Please don’t misunderstand me. I love most all of the argument here, and I hesitate to write these words. The situation in the US is now so serious, so certifiably insane, that we Americans can be forgiven a bit of strategic self-involvement. We have to do whatever it takes to turn the American supertanker, and if that means temporarily putting the really big problem of – oh, let’s call it international solidarity – aside, so be it. The movement is an ecosystem, and we don’t all have to do the same thing. But do note that we never quite get around to the “acting globally” part of the equation. And that, despite all, despite even mad dogs and Republicans, climate remains a global commons problem. And that the “cooperative management” that’s needed to solve such a problem, as Elinor Ostrom explained in her 2009 Nobel lecture (delivered to commemorate her receipt of the economics prize) is only possible in the presence of “institutions that bring out the best in humans” by supporting “free communication,” “trust,” and “equitable outcomes.” [i] And this means taking a very serious whack at not just the problem of domestic transitional justice (what fee-and-dividend is all about) but global transitional justice as well.

It’s too easy to say, as McKibben does, that …

Copenhagen failed spectacularly. Neither China nor the United States, which between them are responsible for 40 percent of global carbon emissions, was prepared to offer dramatic concessions, and so the conference drifted aimlessly for two weeks until world leaders jetted in for the final day.
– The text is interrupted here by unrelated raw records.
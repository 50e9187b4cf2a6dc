//! The error write path: classify, log, respond.

use std::any::Any;
use std::sync::Arc;

use crate::classify::{Classified, Classifier, ErrorTable};
use crate::context::Context;
use crate::fault::Fault;
use crate::log::{BacktraceFormatter, LogRecord, Logger, StackFormatter, TracingLogger};
use crate::response::Response;

/// Turns a [`Fault`] into one log record and one JSON error response.
///
/// The three collaborators are injected and shared; a responder is built
/// once at startup and used by every request.
///
/// ```rust
/// use std::any::Any;
/// use std::sync::Arc;
/// use bulwark::{ErrorResponder, ErrorTable, MemoryLogger};
///
/// let logger = Arc::new(MemoryLogger::new());
/// let responder = ErrorResponder::new(ErrorTable::standard()).with_logger(logger.clone());
/// ```
#[derive(Clone)]
pub struct ErrorResponder {
    classifier: Arc<dyn Classifier>,
    logger: Arc<dyn Logger>,
    stacks: Arc<dyn StackFormatter>,
}

impl ErrorResponder {
    /// A responder for `classifier` that logs through `tracing` and renders
    /// stacks from captured backtraces.
    pub fn new(classifier: impl Classifier) -> Self {
        Self {
            classifier: Arc::new(classifier),
            logger: Arc::new(TracingLogger),
            stacks: Arc::new(BacktraceFormatter),
        }
    }

    pub fn with_logger(mut self, logger: Arc<dyn Logger>) -> Self {
        self.logger = logger;
        self
    }

    pub fn with_stack_formatter(mut self, stacks: Arc<dyn StackFormatter>) -> Self {
        self.stacks = stacks;
        self
    }

    /// Converts a recovered panic payload into a fault.
    ///
    /// Error types the classifier knows are recovered as themselves;
    /// everything else goes through [`Fault::from_panic`].
    pub fn recover_panic(&self, payload: Box<dyn Any + Send>) -> Fault {
        self.classifier.recover(payload).unwrap_or_else(Fault::from_panic)
    }

    /// Classifies `fault` and writes exactly one log record for it.
    ///
    /// The record's `stack` is rendered only when the classification is a
    /// 500. Returns the classification so callers never classify twice.
    pub fn log_error(&self, ctx: &Context, fault: &Fault) -> Classified {
        let classified = self.classifier.classify(fault);
        let record = LogRecord::new(&classified, ctx.path(), fault.message(), || {
            self.stacks.stack(fault)
        });
        self.logger.write(ctx, &record);
        classified
    }

    /// Logs `fault` and builds its JSON error response.
    pub fn write_error(&self, ctx: &Context, fault: &Fault) -> Response {
        Response::from_classified(&self.log_error(ctx, fault))
    }
}

impl Default for ErrorResponder {
    fn default() -> Self { Self::new(ErrorTable::standard()) }
}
But it’s not at all clear what concessions the Chinese could have offered, given the small potatoes that the rich-world negotiators had put on the table. In fact, China’s tactics in Copenhagen, clumsy and unimaginative though they may have been, made a terrible and even tragic kind of sense. And it was hardly the Chinese alone that resisted the deal. The whole developing-country block was torn between the desire for great ambition and the fear that, all else being equal, greater ambition would close off their development pathways.
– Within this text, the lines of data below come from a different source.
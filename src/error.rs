//! Error types.
//!
//! Two families live here. [`Error`] surfaces infrastructure failures: a bad
//! socket address, binding to a port, accepting a connection. The structs
//! below are the built-in handler failures that the router and
//! request helpers raise as [`Fault`](crate::Fault)s, and
//! [`ErrorTable::standard`](crate::ErrorTable::standard) maps each one to a
//! status and chain code.

use std::net::AddrParseError;

use thiserror::Error;

/// The error type returned by bulwark's server operations.
///
/// Handler failures never show up here. They are [`Fault`](crate::Fault)s,
/// and they end up as JSON error envelopes on the wire.
#[derive(Debug, Error)]
pub enum Error {
    #[error("io: {0}")]
    Io(#[from] std::io::Error),

    #[error("invalid socket address `{addr}`: {source}")]
    Addr {
        addr: String,
        #[source]
        source: AddrParseError,
    },
}

// ── Built-in fault kinds ─────────────────────────────────────────────────────

/// A required request header is missing or unreadable.
///
/// Raised by [`Request::require_header`](crate::Request::require_header).
#[derive(Debug, Error)]
#[error("bad request header")]
pub struct BadRequestHeader;

/// No route matches the request's method and path.
#[derive(Debug, Error)]
#[error("route not found: {method} {path}")]
pub struct RouteNotFound {
    pub method: http::Method,
    pub path: String,
}

/// The request body could not be decoded as the JSON the handler expected.
#[derive(Debug, Error)]
#[error("invalid request body")]
pub struct InvalidBody(#[source] pub serde_json::Error);

/// The endpoint exists but is switched off. Pair with
/// [`always_fail`](crate::always_fail) or [`Router::disable`](crate::Router::disable).
#[derive(Debug, Error)]
#[error("not implemented")]
pub struct NotImplemented;

/// A handler panicked with a payload that is not an error value.
///
/// Only the payload's type survives; its value is dropped.
#[derive(Debug, Error)]
#[error("panic with {type_name}")]
pub struct Panicked {
    pub type_name: &'static str,
}
//! Minimal bulwark example: JSON endpoints, a panicking one, a disabled one.
//!
//! Run with:
//!   RUST_LOG=info cargo run --example basic
//!
//! Try:
//!   curl http://localhost:3000/accounts/acc42
//!   curl -X POST http://localhost:3000/accounts -d '{"alias":"alice"}'
//!   curl -X POST http://localhost:3000/accounts -d 'nope'          # 400 CH003
//!   curl -X POST http://localhost:3000/transact                    # 400 CH001
//!   curl http://localhost:3000/boom                                # 500 CH000, stack logged
//!   curl -X POST http://localhost:3000/reset                       # 501 CH008

use bulwark::{Fault, NotImplemented, Request, Router, Server};
use http::Method;
use serde::{Deserialize, Serialize};

#[derive(Deserialize)]
struct CreateAccount {
    alias: String,
}

#[derive(Serialize)]
struct Account {
    id: String,
    alias: String,
}

#[tokio::main]
async fn main() -> Result<(), bulwark::Error> {
    tracing_subscriber::fmt::init();

    let app = Router::new()
        .get("/accounts/{id}", get_account)
        .post("/accounts", create_account)
        .post("/transact", transact)
        .get("/boom", boom)
        .disable(Method::POST, "/reset", Fault::new(NotImplemented));

    Server::bind("0.0.0.0:3000")?.serve(app).await
}

// GET /accounts/{id}
async fn get_account(req: Request) -> Result<Account, Fault> {
    let id = req.param("id").unwrap_or("unknown").to_owned();
    Ok(Account { id, alias: "alice".to_owned() })
}

// POST /accounts
//
// A body that is not the expected JSON never reaches the code below:
// `req.json()` fails with InvalidBody, answered with 400 / CH003.
async fn create_account(req: Request) -> Result<Account, Fault> {
    let input: CreateAccount = req.json()?;
    Ok(Account { id: "acc99".to_owned(), alias: input.alias })
}

// POST /transact: requires an `x-chain-version` header.
async fn transact(req: Request) -> Result<Vec<String>, Fault> {
    req.require_header("x-chain-version")?;
    Ok(Vec::new())
}

// GET /boom: the client still gets a JSON envelope.
async fn boom(_req: Request) -> Result<Account, Fault> {
    let accounts: Vec<Account> = Vec::new();
    let first = accounts.into_iter().next();
    Ok(first.unwrap())
}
And it still is. Torn, I mean. Which is why the climate negotiators, and the Rio negotiators for that matter, are lucky if they can even crawl forward. And why the key to a breakthrough is, in the latest jargon, Equitable Access to Sustainable Development. [ii] This is a long story, but it begins with a simple truth. Which brings me to …

The Fourth Number: ‘X’

The climate problem, in a nutshell, is that we’ve already exhausted the global carbon budget – the atmospheric space – but that many of us are still far too poor to live minimally dignified, let alone prosperous lives. Given this, and given that global emissions must peak as soon as humanly possible, how shall we understand the predicament of the developing world? Will emerging powers like China and Brazil – where most all people are still far poorer than the average American, or European, or Japanese – have to force themselves to an emissions peak at the same time as these wealthier countries? Clearly, that’s not on the table. But how wealthy would a country have to be — take “X”‘ as its per-capita income, in international dollars — before it could reasonably be expected to peak its emissions? And with what guarantees of international support would it do so? And what about the truly poor nations, India and most of Africa for starters? And those nations that are particularly vulnerable to the coming “impacts,” as they are called? What considerations can they reasonably expect?  Keep in mind that, at a certain point, it hardly matters if these are judged in terms of “climate justice” or “climate realism.”  What finally matters is that the transition be fair enough to actually work.

The core problem here is that, absent real leapfrogging, the developing countries will be hard put to take any paths apart from those that have already been pioneered in the wealthy world.  The awful truth is that the only proven routes to the promised land of “development” – to water and food security, improved health care and education, and in general dignified ways of life that offer substantive choices and freedoms – involve expanding access to energy services, and thus corresponding increases in fossil fuel use and thus carbon emissions. Given this, what to do? This is the South’s dilemma, and if all we have to say about it is that fossil price increases will have virtuous effects (which of course they will), then we are going to lose.

The bottom line: Only a grand and global coalition – one that includes activists, scientists, politicians, negotiators, various elites and lots of citizens, one that brings nations in both the North and the South together to redesign and rebuild the global energy system, and fast – can possibly be powerful enough to defeat the fossil cartel. Without such a grand coalition, we can fight, but we probably can’t win.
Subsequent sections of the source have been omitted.